ASSIGNMENT — Report, from the records below, every line where the word "that" appears.

EXTRACTED DATA —
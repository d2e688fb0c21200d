use dioxus::prelude::*;

#[component]
pub fn Home() -> Element {
    // Subscribe to the global language code so the page re-renders on change.
    let lang_code: Option<Signal<String>> = try_use_context::<Signal<String>>();
    let lang_marker = lang_code.as_ref().map(|s| s()).unwrap_or_default();

    rsx! {
        div { style: "display:none", "{lang_marker}" }
        section { class: "page page-home",
            h1 { {crate::t!("home-title")} }
            p { {crate::t!("home-intro")} }
            ul { class: "page-home__features",
                li { {crate::t!("home-graph")} }
                li { {crate::t!("home-export")} }
                li { {crate::t!("home-welcome")} }
                li { {crate::t!("home-shifts")} }
            }
        }
    }
}
//! HTTP boundary for the Tapir frontend islands.
//!
//! The server exposes one value per call for the statistics graph, list
//! endpoints for datasets and export columns, a member search for the
//! welcome desk, and CRUD endpoints for shift warnings and qualifications.
//! Islands depend on the traits below so the fetch logic can be driven by
//! fakes in tests.

mod client;
mod dto;
mod errors;

pub use client::HttpClient;
pub use dto::{
    format_wire_date, DatapointExport, Dataset, DatasetId, EntryKind, EntryTranslation,
    ExportColumn, Language, ShareOwnerForWelcomeDesk, TranslatedEntry,
};
pub use errors::ApiError;

use async_trait::async_trait;
use time::Date;

/// Statistics endpoints consumed by the graph and export islands.
#[async_trait(?Send)]
pub trait StatisticsApi {
    /// Value of `dataset` at `at_date`, `None` when the server has no data for
    /// that day. With `relative` the server returns the difference to the first
    /// day of the previous month.
    async fn graph_point(
        &self,
        dataset: &DatasetId,
        at_date: Date,
        relative: bool,
    ) -> Result<Option<f64>, ApiError>;

    /// Datasets with colours picked for the given colour-vision mode (`""` = none).
    async fn available_datasets(&self, colourblindness: &str) -> Result<Vec<Dataset>, ApiError>;

    async fn available_colourblindness_types(&self) -> Result<Vec<String>, ApiError>;

    async fn available_export_columns(&self) -> Result<Vec<ExportColumn>, ApiError>;

    async fn export_dataset(
        &self,
        dataset: &DatasetId,
        columns: &[String],
        at_date: Date,
    ) -> Result<Vec<DatapointExport>, ApiError>;
}

/// Member lookup used at the shop entrance.
#[async_trait(?Send)]
pub trait WelcomeDeskApi {
    async fn search(&self, input: &str) -> Result<Vec<ShareOwnerForWelcomeDesk>, ApiError>;
}

/// Shift admin endpoints for the translated warning and qualification lists.
///
/// `translations` maps a language code to the name in that language. An update
/// replaces every translation of the entry.
#[async_trait(?Send)]
pub trait ShiftsApi {
    async fn languages(&self) -> Result<Vec<Language>, ApiError>;

    async fn list_entries(&self, kind: EntryKind) -> Result<Vec<TranslatedEntry>, ApiError>;

    /// Returns the id of the new entry.
    async fn create_entry(
        &self,
        kind: EntryKind,
        translations: &[(String, String)],
    ) -> Result<i64, ApiError>;

    async fn update_entry(
        &self,
        kind: EntryKind,
        id: i64,
        translations: &[(String, String)],
    ) -> Result<(), ApiError>;

    async fn delete_entry(&self, kind: EntryKind, id: i64) -> Result<(), ApiError>;
}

RESPONSE AREA —
    /// that day. With `relative` the server returns the difference to the first
/// `translations` maps a language code to the name in that language. An update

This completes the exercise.